__Task directions__: Of the entries below, return exactly those lines that fall between the one containing "let direction = MovementDirection::towards(*position, target);" and the one containing "f32, y: f32", the two end lines included.

__Extracted records__:

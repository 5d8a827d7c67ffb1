//! Movement systems - resolve destination requests and follow paths.

use crate::components::*;
use crate::nav_grid::NavGrids;
use crate::pathfinding::{Path, PathFinder};
use crate::systems::timescale::GameTime;
use bevy_ecs::prelude::*;
use log::{debug, warn};
use serde::{Deserialize, Serialize};

/// Resource containing the fixed tick duration in seconds (unscaled).
#[derive(Resource, Default)]
pub struct DeltaTime(pub f32);

/// Walks an agent along a [`Path`] with eased acceleration.
///
/// The progress index only ever grows and never passes the end of the path.
/// Speed builds up while a path is being followed and drops to zero once
/// the path runs out.
#[derive(Component, Debug, Clone, Serialize, Deserialize)]
pub struct PathFollower {
    path: Path,
    index: usize,
    eased_speed: f32,
    /// Top speed in world units per second.
    pub max_speed: f32,
    /// Speed gained per second of following.
    pub acceleration: f32,
}

impl PathFollower {
    pub fn new(max_speed: f32, acceleration: f32) -> Self {
        Self {
            path: Path::empty(),
            index: 0,
            eased_speed: 0.0,
            max_speed,
            acceleration,
        }
    }

    /// Replace the current path and restart from its first cell.
    pub fn set_path(&mut self, path: Path) {
        self.path = path;
        self.index = 0;
    }

    /// Drop the current path. The next step reports no movement.
    pub fn clear_path(&mut self) {
        self.path = Path::empty();
        self.index = 0;
    }

    /// Stop dead (e.g. after taking a hit) but keep the path.
    pub fn reset_speed(&mut self) {
        self.eased_speed = 0.0;
    }

    pub fn path(&self) -> &Path {
        &self.path
    }

    /// Index of the cell currently being walked toward.
    pub fn progress(&self) -> usize {
        self.index
    }

    pub fn eased_speed(&self) -> f32 {
        self.eased_speed
    }

    pub fn is_following(&self) -> bool {
        self.index < self.path.len()
    }

    /// Cells left to visit, including the current target.
    pub fn remaining(&self) -> usize {
        self.path.len().saturating_sub(self.index)
    }

    pub fn current_target(&self) -> Option<Position> {
        self.path.get(self.index).map(|c| c.world_position)
    }

    /// Advance `position` toward the current target cell.
    ///
    /// Moves by at most `eased_speed * timescale * dt` and never past the
    /// target. Reaching the target (within [`POSITION_EPSILON`]) snaps onto
    /// it and moves on to the next cell. Returns the direction of travel.
    pub fn step(&mut self, position: &mut Position, dt: f32, timescale: f32) -> MovementDirection {
        let Some(target) = self.current_target() else {
            self.eased_speed = 0.0;
            return MovementDirection::ZERO;
        };

        let direction = MovementDirection::towards(*position, target);

        self.eased_speed = (self.eased_speed + dt * self.acceleration).clamp(0.0, self.max_speed);
        let max_step = self.eased_speed * timescale * dt;
        *position = position.move_towards(target, max_step);

        if position.distance_to(&target) <= POSITION_EPSILON {
            *position = target;
            self.index += 1;
        }

        direction
    }
}

impl Default for PathFollower {
    fn default() -> Self {
        let config = crate::config::FollowerConfig::default();
        Self::new(config.max_speed, config.acceleration)
    }
}

/// Destination request for a navigating agent, consumed on the next tick.
#[derive(Component, Debug, Clone, Copy, PartialEq, Serialize, Deserialize)]
pub enum PathRequest {
    /// Plan a path from the agent's current position to this point.
    MoveTo { x: f32, y: f32 },
    /// Stop following any path.
    Clear,
}

/// System that turns pending [`PathRequest`]s into follower paths.
///
/// Start and goal are snapped to the nearest walkable cells of the grid for
/// the agent's timeline. Requests are consumed whether or not a path exists.
pub fn path_request_system(
    mut commands: Commands,
    grids: Res<NavGrids>,
    mut finder: Local<PathFinder>,
    mut query: Query<(Entity, &PathRequest, &Position, &Timeline, &mut PathFollower)>,
) {
    for (entity, request, pos, timeline, mut follower) in query.iter_mut() {
        match *request {
            PathRequest::MoveTo { x, y } => match grids.get(*timeline) {
                Some(grid) => {
                    let path = finder.find_path(grid, *pos, Position::new(x, y));
                    if path.is_empty() {
                        debug!("{:?}: no path to ({:.1}, {:.1})", entity, x, y);
                    }
                    follower.set_path(path);
                }
                None => {
                    warn!("No nav grid for timeline {}", timeline.as_str());
                    follower.clear_path();
                }
            },
            PathRequest::Clear => follower.clear_path(),
        }
        commands.entity(entity).remove::<PathRequest>();
    }
}

/// System that advances every follower along its path, scaled by game time.
pub fn path_follow_system(
    dt: Res<DeltaTime>,
    game_time: Res<GameTime>,
    mut query: Query<(&mut Position, &mut PathFollower, &mut MovementDirection)>,
) {
    let delta = dt.0;
    let timescale = game_time.timescale();
    for (mut pos, mut follower, mut direction) in query.iter_mut() {
        let mut next = *pos;
        *direction = follower.step(&mut next, delta, timescale);
        if next != *pos {
            *pos = next;
        }
    }
}

#[cfg(test)]
mod tests {
    use super::*;
    use crate::nav_grid::{NavGrid, NoObstacles};
    use crate::pathfinding::find_path;

    fn straight_path() -> Path {
        // Unit cells centered on (0.5, 0.5) .. (4.5, 0.5).
        let grid = NavGrid::build(Position::new(2.5, 0.5), 5.0, 1.0, 1.0, &NoObstacles).unwrap();
        find_path(&grid, Position::new(0.5, 0.5), Position::new(4.5, 0.5))
    }

    #[test]
    fn test_speed_eases_toward_max() {
        let mut follower = PathFollower::new(3.0, 5.0);
        follower.set_path(straight_path());
        let mut pos = Position::new(0.5, 0.5);

        follower.step(&mut pos, 0.1, 1.0);
        assert!((follower.eased_speed() - 0.5).abs() < 1e-5);
        assert!((pos.x - 0.55).abs() < 1e-5);

        for _ in 0..20 {
            follower.step(&mut pos, 0.1, 1.0);
        }
        assert!(follower.eased_speed() <= 3.0);
    }

    #[test]
    fn test_reaches_goal_and_stops() {
        let mut follower = PathFollower::new(3.0, 5.0);
        let path = straight_path();
        let len = path.len();
        follower.set_path(path);
        let mut pos = Position::new(0.5, 0.5);

        let mut last_dir = MovementDirection::ZERO;
        for _ in 0..500 {
            last_dir = follower.step(&mut pos, 0.05, 1.0);
            assert!(follower.progress() <= len);
        }

        assert_eq!(pos, Position::new(4.5, 0.5));
        assert_eq!(follower.progress(), len);
        assert!(!follower.is_following());
        assert!(last_dir.is_zero());
        assert_eq!(follower.eased_speed(), 0.0);
    }

    #[test]
    fn test_direction_is_normalized() {
        let mut follower = PathFollower::new(3.0, 5.0);
        follower.set_path(straight_path());
        let mut pos = Position::new(0.5, 0.5);
        let dir = follower.step(&mut pos, 0.1, 1.0);
        assert!((dir.x - 1.0).abs() < 1e-5);
        assert_eq!(dir.y, 0.0);
    }

    #[test]
    fn test_zero_timescale_freezes_position() {
        let mut follower = PathFollower::new(3.0, 5.0);
        follower.set_path(straight_path());
        let mut pos = Position::new(0.5, 0.5);
        for _ in 0..10 {
            follower.step(&mut pos, 0.1, 0.0);
        }
        assert_eq!(pos, Position::new(0.5, 0.5));
        assert_eq!(follower.progress(), 0);
    }

    #[test]
    fn test_clear_path_reports_no_movement() {
        let mut follower = PathFollower::new(3.0, 5.0);
        follower.set_path(straight_path());
        let mut pos = Position::new(0.5, 0.5);
        follower.step(&mut pos, 0.1, 1.0);

        follower.clear_path();
        let before = pos;
        let dir = follower.step(&mut pos, 0.1, 1.0);
        assert!(dir.is_zero());
        assert_eq!(pos, before);
        assert_eq!(follower.eased_speed(), 0.0);
    }

    #[test]
    fn test_reset_speed_keeps_path() {
        let mut follower = PathFollower::new(3.0, 5.0);
        follower.set_path(straight_path());
        let mut pos = Position::new(0.5, 0.5);
        for _ in 0..5 {
            follower.step(&mut pos, 0.1, 1.0);
        }

        follower.reset_speed();
        assert_eq!(follower.eased_speed(), 0.0);
        assert!(follower.is_following());
    }

    #[test]
    fn test_set_path_mid_traversal_restarts_progress() {
        let mut follower = PathFollower::new(3.0, 5.0);
        follower.set_path(straight_path());
        let mut pos = Position::new(0.5, 0.5);
        for _ in 0..30 {
            follower.step(&mut pos, 0.1, 1.0);
        }
        assert!(follower.progress() > 0);

        follower.set_path(straight_path());
        assert_eq!(follower.progress(), 0);
    }

    #[test]
    fn test_path_follow_system_uses_game_time() {
        let mut world = World::new();
        world.insert_resource(DeltaTime(1.0));
        world.insert_resource(GameTime::with_timescale(0.5));

        let mut follower = PathFollower::new(1.0, 10.0);
        follower.set_path(straight_path());
        let entity = world
            .spawn((Position::new(0.5, 0.5), follower, MovementDirection::ZERO))
            .id();

        let mut schedule = Schedule::default();
        schedule.add_systems(path_follow_system);
        schedule.run(&mut world);

        // Speed clamps to 1.0, half timescale: half a unit per second.
        let pos = world.get::<Position>(entity).unwrap();
        assert!((pos.x - 1.0).abs() < 1e-5);
        let dir = world.get::<MovementDirection>(entity).unwrap();
        assert!((dir.x - 1.0).abs() < 1e-5);
    }

    #[test]
    fn test_path_request_system_consumes_requests() {
        let mut world = World::new();
        let mut grids = NavGrids::new();
        grids.insert(
            Timeline::Present,
            NavGrid::build(Position::new(2.5, 2.5), 5.0, 5.0, 1.0, &NoObstacles).unwrap(),
        );
        world.insert_resource(grids);

        let entity = world
            .spawn((
                Position::new(0.5, 0.5),
                Timeline::Present,
                PathFollower::default(),
                PathRequest::MoveTo { x: 4.5, y: 4.5 },
            ))
            .id();

        let mut schedule = Schedule::default();
        schedule.add_systems(path_request_system);
        schedule.run(&mut world);

        assert!(world.get::<PathRequest>(entity).is_none());
        let follower = world.get::<PathFollower>(entity).unwrap();
        assert_eq!(follower.path().len(), 4);

        world.entity_mut(entity).insert(PathRequest::Clear);
        schedule.run(&mut world);
        assert!(world.get::<PathFollower>(entity).unwrap().path().is_empty());
    }

    #[test]
    fn test_path_request_without_grid_clears_path() {
        let mut world = World::new();
        world.insert_resource(NavGrids::new());

        let mut follower = PathFollower::default();
        follower.set_path(straight_path());
        let entity = world
            .spawn((
                Position::new(0.5, 0.5),
                Timeline::Future,
                follower,
                PathRequest::MoveTo { x: 1.0, y: 1.0 },
            ))
            .id();

        let mut schedule = Schedule::default();
        schedule.add_systems(path_request_system);
        schedule.run(&mut world);

        assert!(world.get::<PathFollower>(entity).unwrap().path().is_empty());
    }
}
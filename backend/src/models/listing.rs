//! Listing records shown on the public page.

use chrono::{DateTime, Utc};
use serde::{Deserialize, Deserializer, Serialize};
use serde_json::Value;
use sqlx::FromRow;
use utoipa::ToSchema;

use crate::{error::AppError, types::ListingId};

#[derive(Debug, Clone, PartialEq, Serialize, Deserialize, FromRow, ToSchema)]
#[serde(rename_all = "camelCase")]
pub struct Listing {
    #[schema(value_type = String)]
    pub id: ListingId,
    pub title: String,
    pub image_url: Option<String>,
    pub notes: Option<String>,
    pub created_at: DateTime<Utc>,
    /// Steam64 id of the admin who created the listing.
    pub owner_steam_id: String,
}

impl Listing {
    pub fn new(
        title: String,
        image_url: Option<String>,
        notes: Option<String>,
        owner_steam_id: String,
    ) -> Self {
        Self {
            id: ListingId::new(),
            title,
            image_url,
            notes,
            created_at: Utc::now(),
            owner_steam_id,
        }
    }
}

/// Body of `POST /api/listings`, accepted as JSON or as a urlencoded form.
///
/// Scalar JSON values are taken as their text form. Values are stored exactly
/// as sent; only a missing title is rejected.
#[derive(Debug, Clone, Default, Serialize, Deserialize, ToSchema)]
#[serde(rename_all = "camelCase")]
pub struct CreateListingPayload {
    #[serde(default, deserialize_with = "truthy_text")]
    pub title: Option<String>,
    #[serde(default, deserialize_with = "scalar_text")]
    pub image_url: Option<String>,
    #[serde(default, deserialize_with = "scalar_text")]
    pub notes: Option<String>,
}

impl CreateListingPayload {
    pub fn into_listing(self, owner_steam_id: &str) -> Result<Listing, AppError> {
        let title = self
            .title
            .filter(|title| !title.is_empty())
            .ok_or_else(|| AppError::BadRequest("Title required".into()))?;

        if owner_steam_id.is_empty() {
            return Err(AppError::BadRequest("Owner Steam id required".into()));
        }

        Ok(Listing::new(
            title,
            self.image_url,
            self.notes,
            owner_steam_id.to_string(),
        ))
    }
}

fn scalar_text<'de, D>(deserializer: D) -> Result<Option<String>, D::Error>
where
    D: Deserializer<'de>,
{
    Value::deserialize(deserializer).map(text_of)
}

/// Like [`scalar_text`], but `false` and zero count as no title.
fn truthy_text<'de, D>(deserializer: D) -> Result<Option<String>, D::Error>
where
    D: Deserializer<'de>,
{
    Ok(match Value::deserialize(deserializer)? {
        Value::Bool(false) => None,
        Value::Number(number) if number.as_f64() == Some(0.0) => None,
        other => text_of(other),
    })
}

fn text_of(value: Value) -> Option<String> {
    match value {
        Value::String(text) => Some(text),
        Value::Number(number) => Some(number.to_string()),
        Value::Bool(flag) => Some(flag.to_string()),
        Value::Null | Value::Array(_) | Value::Object(_) => None,
    }
}

#[derive(Debug, Clone, Serialize, Deserialize, ToSchema)]
pub struct CreateListingResponse {
    pub ok: bool,
    pub item: Listing,
}

#[derive(Debug, Clone, Serialize, Deserialize, ToSchema)]
pub struct OkResponse {
    pub ok: bool,
}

__Exercise response__:
        let direction = MovementDirection::towards(*position, target);

        self.eased_speed = (self.eased_speed + dt * self.acceleration).clamp(0.0, self.max_speed);
        let max_step = self.eased_speed * timescale * dt;
        *position = position.move_towards(target, max_step);

        if position.distance_to(&target) <= POSITION_EPSILON {
            *position = target;
            self.index += 1;
        }

        direction
    }
}

impl Default for PathFollower {
    fn default() -> Self {
        let config = crate::config::FollowerConfig::default();
        Self::new(config.max_speed, config.acceleration)
    }
}

/// Destination request for a navigating agent, consumed on the next tick.
#[derive(Component, Debug, Clone, Copy, PartialEq, Serialize, Deserialize)]
pub enum PathRequest {
    /// Plan a path from the agent's current position to this point.
    MoveTo { x: f32, y: f32 },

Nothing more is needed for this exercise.